Product of two odd numbers is odd

Question

How do I prove that the product of odd integers is odd? I know that I'm supposed to use an algebraic equation.

Answer 1

Any odd number $m$ can be written as $m= 2k+1$, where $k$ is any integer.

Take $m = 2k_1+1$, $n=2k_2+1$, and multiply them together.

$$nm = (2k_1+1)(2k_2+1) = \cdots$$

What do you get as a result?

Answer 2

If you are really $14$ I am guessing you haven't had much experience with formal proofs. I'll attempt to make this as simple as possible. Let $n$ and $k$ be a positive integer. That is, we are choosing any two number from the list $1,2,3, \dots$. We know an integer is even if it is divisible by two. If a number is not divisible by two, it is odd. So now we will use a "trick" to give ourselves some odd numbers. No matter what $n,k$ we choose, it should be obvious that $2n, 2k$ are integers that are divisible by two. If we add one to $2n$ and $2k$ then it should also be clear that $2n+1$ and $2k+1$ are NOT divisible by two, due to the remainder of one. In this way, we have chosen two arbitrary odd integers. The arbitrariness is very important, because it means that the final result will be true for any two odd integers we start with. Now let's consider the product of our two odd integers, $$(2n+1)(2k+1)= 2n \cdot 2k +2k +2n +1 \\ = 4nk+2k+2n+1 \\ = 2(2nk+k+n)+1$$ Next you can observe that $(2nk+k+n)$ is some integer, let's say $m = (2nk+k+n)$. Then we can write $$2(2nk+k+n)+1 = 2(m)+1$$ and finally we can conclude that for any two odd integers $2k+1, 2n+1$ that $$(2n+1)(2k+1) = 2m+1$$ for some integer $m$. Hopefully this makes sense! Formal proofs can be challenging, especially when you are used to working with explicit numbers.

Answer 3

It depends a bit how you define an even number, which might seem like a strange thing to say, since even and odd numbers are obvious and familiar. In particular "it is obvious that" an odd number is always of the from $2r+1$ where $r$ is an integer. However, if we define an even number to be a number which is divisible by $2$, and an odd number to be one which isn't even, it may not be immediately obvious how to prove that if $n$ is a number not divisible by $2$, then $n-1$ is even.

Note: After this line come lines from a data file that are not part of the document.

impl NodeExecutor {
    /// Create a node executor with its collaborators
    pub fn new(
        credentials: Arc<dyn CredentialStore>,
        decryptor: Arc<dyn Decryptor>,
        connectors: ConnectorRegistry,
        http_timeout: Duration,
    ) -> anyhow::Result<Self> {
        let client = reqwest::Client::builder()
            .build()
            .map_err(|e| anyhow::anyhow!("Failed to build HTTP client: {}", e))?;
        Ok(Self {
            client,
            http_timeout,
            credentials,
            decryptor,
            connectors,
            placeholder_delay: PLACEHOLDER_DELAY_MS,
        })
    }

    /// Override the placeholder delay range (milliseconds)
    pub fn with_placeholder_delay(mut self, range: RangeInclusive<u64>) -> Self {
        self.placeholder_delay = range;
        self
    }

    /// Node-specific fields added to the step-input envelope
    pub fn describe_input(&self, node: &FlowNode, ctx: &NodeContext<'_>) -> Map<String, Value> {
        match node.kind() {
            NodeKind::HttpRequest => self
                .http_spec(&node.config, ctx.scope)
                .map(|spec| spec.describe())
                .unwrap_or_default(),
            NodeKind::Integration => {
                let mut fields = Map::new();
                if let Ok(key) = integration_key(node) {
                    fields.insert("action".into(), json!(key));
                }
                fields
            }
            NodeKind::Merge => {
                let mut fields = Map::new();
                fields.insert("predecessors".into(), json!(ctx.predecessors));
                fields
            }
            _ => Map::new(),
        }
    }

    /// Execute a single node, racing the handler against cancellation
    pub async fn execute_node(
        &self,
        node: &FlowNode,
        ctx: NodeContext<'_>,
        cancel: &CancellationToken,
    ) -> NodeOutcome {
        tracing::info!("🚀 Starting node execution: {} (type: {}, {} of run {})",
            node.id, node.node_type, ctx.step_key, ctx.run_id);
        if cancel.is_cancelled() {
            return NodeOutcome::from_error(NodeError::Canceled);
        }

        let start_time = Instant::now();
        let outcome = tokio::select! {
            biased;
            _ = cancel.cancelled() => NodeOutcome::from_error(NodeError::Canceled),
            outcome = self.dispatch(node, ctx) => outcome,
        };
        let duration = start_time.elapsed();

        match &outcome.error {
            None => {
                tracing::info!("✅ Node execution completed: {} in {:?}", node.id, duration);
                tracing::debug!("📤 Output data: {}", outcome.outputs);
            }
            Some(NodeError::Canceled) => {
                tracing::warn!("🛑 Node execution canceled: {} after {:?}", node.id, duration);
            }
            Some(e) => {
                tracing::error!("❌ Node execution failed: {} in {:?} - Error: {}", node.id, duration, e);
            }
        }
        outcome
    }

    async fn dispatch(&self, node: &FlowNode, ctx: NodeContext<'_>) -> NodeOutcome {
        let result = match node.kind() {
            NodeKind::Trigger => Ok(self.execute_trigger(node, &ctx)),
            NodeKind::ErrorTrigger => Ok(NodeOutcome::success(
                ctx.input.clone(),
                "error trigger passed input through",
            )),
            NodeKind::If => Ok(self.execute_if(node, &ctx)),
            NodeKind::Merge => Ok(self.execute_merge(&ctx)),
            NodeKind::HttpRequest => self.execute_http_request(node, &ctx).await,
            NodeKind::Integration => self.execute_integration(node, &ctx).await,
            NodeKind::Unknown => Ok(self.execute_placeholder(node).await),
        };
        result.unwrap_or_else(NodeOutcome::from_error)
    }

    fn execute_trigger(&self, node: &FlowNode, ctx: &NodeContext<'_>) -> NodeOutcome {
        let payload = if ctx.input.is_null() {
            json!({})
        } else {
            ctx.input.clone()
        };
        let mut outputs = json!({
            "trigger": node.node_type,
            "fired_at": chrono::Utc::now().to_rfc3339(),
            "payload": payload,
        });
        if let (Some(expression), Some(map)) = (node.config.str_at("expression"), outputs.as_object_mut()) {
            map.insert("expression".into(), json!(expression));
        }
        NodeOutcome::success(outputs, format!("{} trigger fired", node.node_type))
    }

    fn execute_if(&self, node: &FlowNode, ctx: &NodeContext<'_>) -> NodeOutcome {
        tracing::debug!("🔀 Evaluating conditions for if node: {}", node.id);
        let evaluated = ConditionEvaluator::from_config(&node.config)
            .and_then(|evaluator| evaluator.evaluate(ctx.scope));
        match evaluated {
            Ok(report) => NodeOutcome::success(
                report.to_outputs(),
                format!(
                    "conditions evaluated to {} ({} of {} checked, {})",
                    report.result,
                    report.evaluated,
                    report.total,
                    report.combine.as_str()
                ),
            ),
            Err(e) => {
                let message = e.to_string();
                NodeOutcome::failed(
                    json!({IF_RESULT_FIELD: false, "error": message}),
                    message,
                    NodeError::Condition(e),
                )
            }
        }
    }

    fn execute_merge(&self, ctx: &NodeContext<'_>) -> NodeOutcome {
        let mut merged = Vec::new();
        let mut by_node = Map::new();
        for predecessor in ctx.predecessors {
            if by_node.contains_key(predecessor) {
                continue;
            }
            if let Some(outputs) = ctx.outputs.get(predecessor) {
                merged.push(outputs.clone());
                by_node.insert(predecessor.clone(), outputs.clone());
            }
        }
        let log = format!("merged {} input(s)", merged.len());
        NodeOutcome::success(
            json!({
                "merged": merged,
                "by_node": by_node,
                "steps": ctx.outputs.snapshot(),
            }),
            log,
        )
    }

    async fn execute_placeholder(&self, node: &FlowNode) -> NodeOutcome {
        let delay_ms = {
            let (low, high) = (*self.placeholder_delay.start(), *self.placeholder_delay.end());
            if high > low {
                rand::rng().random_range(low..=high)
            } else {
                low
            }
        };
        if delay_ms > 0 {
            tokio::time::sleep(Duration::from_millis(delay_ms)).await;
        }
        NodeOutcome::success(
            json!({"status": 200, "data": {"ok": true}}),
            format!("simulated '{}' node in {}ms", node.node_type, delay_ms),
        )
    }

    fn http_spec(&self, config: &Value, scope: &Scope) -> Result<HttpRequestSpec, NodeError> {
        let config = scope.interpolate_value(config);
        let url = config
            .str_at("url")
            .map(str::trim)
            .ok_or_else(|| NodeError::InvalidConfig("httpRequest requires 'url'".into()))?
            .to_string();
        let method_name = config.str_at("method").unwrap_or("GET").trim().to_uppercase();
        let method = Method::from_bytes(method_name.as_bytes())
            .map_err(|_| NodeError::InvalidConfig(format!("unsupported HTTP method: {}", method_name)))?;

        let pairs = |key: &str| -> Vec<(String, String)> {
            config
                .object_at(key)
                .map(|map| {
                    map.iter()
                        .filter(|(_, v)| !v.is_null())
                        .map(|(k, v)| (k.clone(), to_plain_string(v)))
                        .collect()
                })
                .unwrap_or_default()
        };

        let timeout = config
            .get("timeoutMs")
            .and_then(|v| v.as_u64().or_else(|| v.as_str().and_then(|s| s.trim().parse().ok())))
            .filter(|ms| *ms > 0)
            .map(Duration::from_millis)
            .unwrap_or(self.http_timeout);

        let body = match config.get("body") {
            None | Some(Value::Null) => None,
            Some(Value::String(s)) if s.trim().is_empty() => None,
            Some(Value::String(s)) => Some(serde_json::from_str(s).unwrap_or_else(|_| json!(s))),
            Some(other) => Some(other.clone()),
        };

        Ok(HttpRequestSpec {
            url,
            method,
            headers: pairs("headers"),
            query: pairs("query"),
            body,
            timeout,
            auth: config.get("auth").filter(|v| v.is_object()).cloned(),
            credential_id: config.str_at("credentialId").map(str::to_string),
        })
    }

    async fn execute_http_request(
        &self,
        node: &FlowNode,
        ctx: &NodeContext<'_>,
    ) -> Result<NodeOutcome, NodeError> {
        tracing::debug!("🌐 Executing httpRequest node: {}", node.id);
        let spec = self.http_spec(&node.config, ctx.scope)?;
        let credentials = match &spec.credential_id {
            Some(id) => Some(self.resolve_credential(id, None, None).await?),
            None => None,
        };

        tracing::debug!("🌍 HTTP Request: {} {}", spec.method, spec.url);
        let mut request = self
            .client
            .request(spec.method.clone(), &spec.url)
            .timeout(spec.timeout);
        for (name, value) in &spec.headers {
            request = request.header(name.as_str(), value.as_str());
        }
        if !spec.query.is_empty() {
            request = request.query(&spec.query);
        }
        request = apply_auth(request, spec.auth.as_ref(), credentials.as_ref())?;
        if let Some(body) = &spec.body {
            request = match body {
                Value::String(text) => request
                    .header("Content-Type", "text/plain")
                    .body(text.clone()),
                other => request.json(other),
            };
        }

        let started = Instant::now();
        let response = request.send().await.map_err(|e| NodeError::ExternalCall {
            status: 0,
            message: if e.is_timeout() {
                format!("request to {} timed out after {:?}", spec.url, spec.timeout)
            } else {
                format!("request to {} failed: {}", spec.url, e)
            },
        })?;

        let status = response.status();
        let headers: Map<String, Value> = response
            .headers()
            .iter()
            .filter_map(|(k, v)| v.to_str().ok().map(|s| (k.to_string(), json!(s))))
            .collect();
        let text = response.text().await.map_err(|e| NodeError::ExternalCall {
            status: status.as_u16(),
            message: format!("failed to read response body: {}", e),
        })?;
        let data = serde_json::from_str::<Value>(&text).unwrap_or(Value::String(text));
        let duration_ms = started.elapsed().as_millis() as u64;

        tracing::debug!("📡 Response status: {}", status);
        let outputs = json!({
            "status": status.as_u16(),
            "headers": headers,
            "data": data,
            "meta": {"duration_ms": duration_ms},
        });
        let log = format!("{} {} → {} in {}ms", spec.method, spec.url, status.as_u16(), duration_ms);

        if status.is_success() {
            Ok(NodeOutcome::success(outputs, log))
        } else {
            let error = NodeError::ExternalCall {
                status: status.as_u16(),
                message: format!("{} {} returned {}", spec.method, spec.url, status),
            };
            Ok(NodeOutcome::failed(outputs, log, error))
        }
    }

    async fn execute_integration(
        &self,
        node: &FlowNode,
        ctx: &NodeContext<'_>,
    ) -> Result<NodeOutcome, NodeError> {
        let key = integration_key(node)?;
        let spec = action_spec(&key)
            .ok_or_else(|| NodeError::InvalidConfig(format!("unsupported integration action: {}", key)))?;
        tracing::debug!("🔗 Executing integration {} for node: {}", key, node.id);

        let config = ctx.scope.interpolate_value(&node.config);
        for field in spec.required {
            if config.get(*field).map_or(true, is_blank) {
                return Err(NodeError::InvalidConfig(format!("{} requires '{}'", key, field)));
            }
        }

        let credential_id = config
            .str_at("credentialId")
            .ok_or_else(|| NodeError::Credential(format!("{} requires 'credentialId'", key)))?;
        let app = key.split('.').next().unwrap_or_default();
        let credentials = self
            .resolve_credential(credential_id, Some(spec.provider), Some(app))
            .await?;

        let connector = self
            .connectors
            .get(&key)
            .ok_or_else(|| NodeError::InvalidConfig(format!("no connector registered for {}", key)))?;

        let started = Instant::now();
        let called = connector.execute(&config, &credentials).await;
        let duration_ms = started.elapsed().as_millis() as u64;

        let outcome = match called {
            Ok(response) => {
                let outputs = json!({
                    "status": response.status,
                    "data": response.data,
                    "meta": {"duration_ms": duration_ms},
                });
                let log = if response.log.is_empty() {
                    format!("{} → {} in {}ms", key, response.status, duration_ms)
                } else {
                    response.log.clone()
                };
                if response.is_success() {
                    NodeOutcome::success(outputs, log)
                } else {
                    let error = NodeError::ExternalCall {
                        status: response.status,
                        message: format!("{} returned status {}", key, response.status),
                    };
                    NodeOutcome::failed(outputs, log, error)
                }
            }
            Err(e) => {
                let message = format!("{} failed: {}", key, e);
                NodeOutcome::failed(
                    json!({"status": 0, "error": message}),
                    message.clone(),
                    NodeError::ExternalCall { status: 0, message },
                )
            }
        };
        Ok(outcome)
    }

    /// Load and decrypt a credential, checking its provider when one is expected
    async fn resolve_credential(
        &self,
        credential_id: &str,
        provider: Option<&str>,
        app: Option<&str>,
    ) -> Result<CredentialPayload, NodeError> {
        let credential = self
            .credentials
            .get(credential_id)
            .await
            .map_err(|e| NodeError::Credential(format!("failed to load credential {}: {}", credential_id, e)))?
            .ok_or_else(|| NodeError::Credential(format!("credential not found: {}", credential_id)))?;

        if let Some(expected) = provider {
            let actual = credential.provider.trim();
            let matches = actual.eq_ignore_ascii_case(expected)
                || app.is_some_and(|app| actual.eq_ignore_ascii_case(app));
            if !matches {
                return Err(NodeError::Credential(format!(
                    "credential {} is for provider '{}', expected '{}'",
                    credential_id, actual, expected
                )));
            }
        }

        tracing::debug!("🔐 Using credential {} (provider: {})", credential_id, credential.provider);
        self.decryptor
            .decrypt(&credential.encrypted_payload)
            .await
            .map_err(|e| NodeError::Credential(format!("failed to decrypt credential {}: {}", credential_id, e)))
    }
}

One important property of prime numbers is that if a prime $p$ is a factor of $mn$ and $p$ is not a factor of $m$ then $p$ must be a factor of $n$. This is probably the first non-trivial fact which gets proved when we start looking at integers afresh from a rigorous mathematical perspective.

We can use this fact for a proof in your case - a proof by contradiction, which is a little different from the others which have been suggested.

Suppose $m, n$ are odd integers and their product $r=mn$ is even. Then $2$ is a factor of $r$. $2$ is a prime so ... and this contradicts the assumption that ... so the product $r$ cannot be even. A number which is not even is odd.